**YOUR TASK**
Go through the material and copy each line in which the word "InvalidArgument" shows up.

______

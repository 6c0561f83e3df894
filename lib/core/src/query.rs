use serde_json::Value as Json;

use crate::codec::{self, Encoded};
use crate::doc::Doc;
use crate::params::QueryParams;
use crate::schema::FieldSchema;
use crate::types::DataType;
use crate::value::Value;
use crate::{Error, Result};

pub const DEFAULT_TOPK: u32 = 10;
pub const DEFAULT_GROUP_COUNT: u32 = 2;
pub const DEFAULT_GROUP_TOPK: u32 = 3;

/// A k-nearest-neighbour request against one vector field.
///
/// Dense query vectors are always carried as little-endian f32; the engine
/// converts to the field's element type. Sparse query values use the
/// field's own element type.
#[derive(Debug, Clone, PartialEq)]
pub struct VectorQuery {
    pub topk: u32,
    pub field_name: String,
    pub filter: String,
    pub include_vector: bool,
    pub include_doc_id: bool,
    /// `None` returns every scalar field.
    pub output_fields: Option<Vec<String>>,
    pub query_vector: Vec<u8>,
    pub query_sparse_indices: Vec<u8>,
    pub query_sparse_values: Vec<u8>,
    pub query_params: Option<QueryParams>,
}

impl Default for VectorQuery {
    fn default() -> Self {
        Self {
            topk: DEFAULT_TOPK,
            field_name: String::new(),
            filter: String::new(),
            include_vector: false,
            include_doc_id: false,
            output_fields: None,
            query_vector: Vec::new(),
            query_sparse_indices: Vec::new(),
            query_sparse_values: Vec::new(),
            query_params: None,
        }
    }
}

impl VectorQuery {
    pub fn new(field_name: impl Into<String>) -> Self {
        Self {
            field_name: field_name.into(),
            ..Self::default()
        }
    }

    #[must_use]
    pub fn with_topk(mut self, topk: u32) -> Self {
        self.topk = topk;
        self
    }

    #[must_use]
    pub fn with_filter(mut self, filter: impl Into<String>) -> Self {
        self.filter = filter.into();
        self
    }

    #[must_use]
    pub fn with_query_params(mut self, params: impl Into<QueryParams>) -> Self {
        self.query_params = Some(params.into());
        self
    }

    /// Encodes `value` as the query vector for `field`.
    pub fn set_vector(&mut self, field: &FieldSchema, value: &Json) -> Result<()> {
        match encode_query_vector(field, value)? {
            Encoded::Dense(buf) => {
                self.query_vector = buf;
                self.query_sparse_indices.clear();
                self.query_sparse_values.clear();
            }
            Encoded::Sparse { indices, values } => {
                self.query_vector.clear();
                self.query_sparse_indices = indices;
                self.query_sparse_values = values;
            }
        }
        Ok(())
    }

    pub fn set_dense(&mut self, vector: &[f32]) {
        self.query_vector = codec::encode_slice(vector);
        self.query_sparse_indices.clear();
        self.query_sparse_values.clear();
    }

    /// Sets an FP32 sparse query.
    pub fn set_sparse(&mut self, indices: &[u32], values: &[f32]) {
        self.query_vector.clear();
        self.query_sparse_indices = codec::encode_slice(indices);
        self.query_sparse_values = codec::encode_slice(values);
    }

    pub fn has_sparse(&self) -> bool {
        !self.query_sparse_indices.is_empty()
    }

    pub fn dense_vector(&self) -> Result<Vec<f32>> {
        codec::decode_slice::<f32>(&self.query_vector)
            .map_err(|e| Error::InvalidArgument(format!("query vector: {}", e)))
    }

    /// Decodes the sparse buffers using the element type of `data_type`,
    /// widening to f32.
    pub fn sparse_vector(&self, data_type: DataType) -> Result<(Vec<u32>, Vec<f32>)> {
        if !data_type.is_sparse_vector() {
            return Err(Error::InvalidArgument(format!(
                "{} is not a sparse vector type",
                data_type
            )));
        }
        let encoded = Encoded::Sparse {
            indices: self.query_sparse_indices.clone(),
            values: self.query_sparse_values.clone(),
        };
        let value = Value::decode(data_type, &encoded)
            .map_err(|e| Error::InvalidArgument(format!("query sparse vector: {}", e)))?;
        value
            .sparse_entries()
            .ok_or_else(|| Error::Internal("sparse decode produced a dense value".into()))
    }
}

fn encode_query_vector(field: &FieldSchema, value: &Json) -> Result<Encoded> {
    if value.is_null() {
        return Err(Error::InvalidArgument(format!(
            "query vector for `{}` must not be null",
            field.name
        )));
    }
    if field.is_sparse_vector() {
        return Ok(Value::from_json(field.data_type, value)?.encode());
    }
    if field.is_dense_vector() {
        return Ok(Value::from_json(DataType::VectorFp32, value)?.encode());
    }
    Err(Error::InvalidArgument(format!(
        "field `{}` of type {} is not a vector field",
        field.name, field.data_type
    )))
}

/// A vector query whose hits are bucketed by the value of a scalar field.
#[derive(Debug, Clone, PartialEq)]
pub struct GroupByVectorQuery {
    pub field_name: String,
    pub group_by_field_name: String,
    pub group_count: u32,
    pub group_topk: u32,
    pub filter: String,
    pub include_vector: bool,
    pub output_fields: Option<Vec<String>>,
    pub query_vector: Vec<u8>,
    pub query_sparse_indices: Vec<u8>,
    pub query_sparse_values: Vec<u8>,
    pub query_params: Option<QueryParams>,
}

impl Default for GroupByVectorQuery {
    fn default() -> Self {
        Self {
            field_name: String::new(),
            group_by_field_name: String::new(),
            group_count: DEFAULT_GROUP_COUNT,
            group_topk: DEFAULT_GROUP_TOPK,
            filter: String::new(),
            include_vector: false,
            output_fields: None,
            query_vector: Vec::new(),
            query_sparse_indices: Vec::new(),
            query_sparse_values: Vec::new(),
            query_params: None,
        }
    }
}

impl GroupByVectorQuery {
    pub fn new(field_name: impl Into<String>, group_by_field_name: impl Into<String>) -> Self {
        Self {
            field_name: field_name.into(),
            group_by_field_name: group_by_field_name.into(),
            ..Self::default()
        }
    }

    pub fn set_vector(&mut self, field: &FieldSchema, value: &Json) -> Result<()> {
        let mut q = VectorQuery::new(field.name.clone());
        q.set_vector(field, value)?;
        self.query_vector = q.query_vector;
        self.query_sparse_indices = q.query_sparse_indices;
        self.query_sparse_values = q.query_sparse_values;
        Ok(())
    }

    pub fn set_dense(&mut self, vector: &[f32]) {
        self.query_vector = codec::encode_slice(vector);
        self.query_sparse_indices.clear();
        self.query_sparse_values.clear();
    }

    /// The scoring half of this request, without a result limit.
    pub fn as_vector_query(&self) -> VectorQuery {
        VectorQuery {
            topk: u32::MAX,
            field_name: self.field_name.clone(),
            filter: self.filter.clone(),
            include_vector: self.include_vector,
            include_doc_id: false,
            output_fields: self.output_fields.clone(),
            query_vector: self.query_vector.clone(),
            query_sparse_indices: self.query_sparse_indices.clone(),
            query_sparse_values: self.query_sparse_values.clone(),
            query_params: self.query_params.clone(),
        }
    }
}

#[derive(Debug, Clone, Default, PartialEq)]
pub struct GroupResult {
    /// String form of the group-by field, empty for null or absent values.
    pub group_by_value: String,
    pub docs: Vec<Doc>,
}

#[cfg(test)]
mod tests {
    use super::*;
    use crate::params::HnswQueryParams;
    use serde_json::json;

    #[test]
    fn test_defaults() {
        let q = VectorQuery::default();
        assert_eq!(q.topk, 10);
        assert!(q.query_params.is_none());
        let g = GroupByVectorQuery::default();
        assert_eq!((g.group_count, g.group_topk), (2, 3));
    }

    #[test]
    fn test_dense_vector_is_f32_even_for_fp16_fields() {
        let field = FieldSchema::new("v", DataType::VectorFp16).with_dimension(2);
        let mut q = VectorQuery::new("v");
        q.set_vector(&field, &json!([0.5, 0.25])).unwrap();
        assert_eq!(q.query_vector.len(), 8);
        assert_eq!(q.dense_vector().unwrap(), vec![0.5, 0.25]);
        assert!(!q.has_sparse());
    }

    #[test]
    fn test_sparse_vector_uses_field_element_type() {
        let field = FieldSchema::new("s", DataType::SparseVectorFp16);
        let mut q = VectorQuery::new("s");
        q.set_vector(&field, &json!({"3": 1.5, "1": 0.5})).unwrap();
        assert_eq!(q.query_sparse_indices.len(), 8);
        assert_eq!(q.query_sparse_values.len(), 4);
        assert_eq!(
            q.sparse_vector(DataType::SparseVectorFp16).unwrap(),
            (vec![3, 1], vec![1.5, 0.5])
        );
        assert!(q.query_vector.is_empty());
    }

    #[test]
    fn test_scalar_field_rejected() {
        let field = FieldSchema::new("t", DataType::String);
        let mut q = VectorQuery::new("t");
        assert!(matches!(
            q.set_vector(&field, &json!([1.0])),
            Err(Error::InvalidArgument(_))
        ));
    }

    #[test]
    fn test_set_sparse_then_dense_clears_sparse() {
        let mut q = VectorQuery::new("v");
        q.set_sparse(&[1, 2], &[0.1, 0.2]);
        assert!(q.has_sparse());
        q.set_dense(&[1.0]);
        assert!(!q.has_sparse());
    }

    #[test]
    fn test_group_query_projection() {
        let mut g = GroupByVectorQuery::new("emb", "category");
        g.set_dense(&[1.0, 0.0]);
        g.filter = "price > 1".into();
        g.query_params = Some(HnswQueryParams::new(32).into());
        let q = g.as_vector_query();
        assert_eq!(q.field_name, "emb");
        assert_eq!(q.filter, "price > 1");
        assert_eq!(q.dense_vector().unwrap(), vec![1.0, 0.0]);
        assert!(q.query_params.is_some());
    }
}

______

**COMPLETED TASK**
            .map_err(|e| Error::InvalidArgument(format!("query vector: {}", e)))
            return Err(Error::InvalidArgument(format!(
            .map_err(|e| Error::InvalidArgument(format!("query sparse vector: {}", e)))?;
        return Err(Error::InvalidArgument(format!(
    Err(Error::InvalidArgument(format!(
            Err(Error::InvalidArgument(_))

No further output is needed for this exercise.